The “Scary Movie” franchise has been a solid performer over the years. Three of the four previous films opened to more than $40 million, which is not bad for movies that typically cost less than $20 million. Lomis thinks some of those fans of “Evil Dead” will be ready for a laugh.
"There’s going to be some overlap there,” Lomis said. “We think we’re going to do pretty well.” Tracking has the film around the high-teen millions or hitting $20 million – about where “Evil Dead” was about this time last week.
There was a similar situation in January, when Open Road Films debuted “A Haunted House” one week after “Texas Chainsaw Massacre” had topped the box office.
The low-budget “Haunted House” nearly matched “Chainsaw” with an $18 million debut and has gone on to make $40 million. On Monday, Open Road announced they’re going ahead with a sequel.
Following “Chainsaw” helped fuel the success of "A Haunted House,” Open Road’s marketing chief Jason Cassidy told TheWrap Monday, but he didn’t feel that was the biggest factor.
“It was much more about the dearth of a spoof comedy in the months before our date. Marlon Wayans delivered a very funny movie and audiences were starved for it. That certainly helped demand,” Cassidy said.
There hasn’t been a comedy similar to "Scary Movie 5" since “Haunted House,” so that's going to help, too.
But horror fans can be a interesting demographic group to track, and figure.
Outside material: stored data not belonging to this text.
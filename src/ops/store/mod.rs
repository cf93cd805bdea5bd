//! The remote store seam: everything the client needs from the server.

pub mod http;

use crate::base::catalog::{ActiveSelection, Catalog, CatalogEntry};
use crate::base::source::LeafFile;
use crate::prelude::*;

#[async_trait]
pub trait RemoteStore: Send + Sync {
    /// Ingests one file and returns the catalog entry created for it.
    async fn upload(&self, file: &LeafFile) -> Result<CatalogEntry>;

    /// The authoritative active selection; `none` when nothing is selected.
    async fn current_selection(&self) -> Result<ActiveSelection>;

    /// The full catalog, replacing any cached copy.
    async fn catalog(&self) -> Result<Catalog>;

    /// Designates `filename` as the active selection.
    async fn select(&self, filename: &str) -> Result<()>;
}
They turned out in droves for “Evil Dead,” from Sony Tristar, FilmDistrict and Sam Raimi‘s Ghost House Pictures. The commentaries and fan reviews on the horror fan sites seemed far more positive than negative over the weekend, but “Evil Dead” audiences gave it a “C+” on the CinemaScore exit polling.
That’s about as bad as grades get – a “D” score is almost unheard of – but not at all unusual for horror films, whose fans oddly seem to grade harder than most.
“I think maybe because we care about the genre itself,” an individual with the handle Kandarian Demon posted at Horror.com.
“When I watch a new horror release, I admit I don't just judge the movie on it's own, I judge it on what it adds or takes away from my favorite genre. For example, if it seems to follow a current trend that I feel is ruining the horror genre as a whole, I will be really hard in my judgment of that movie.”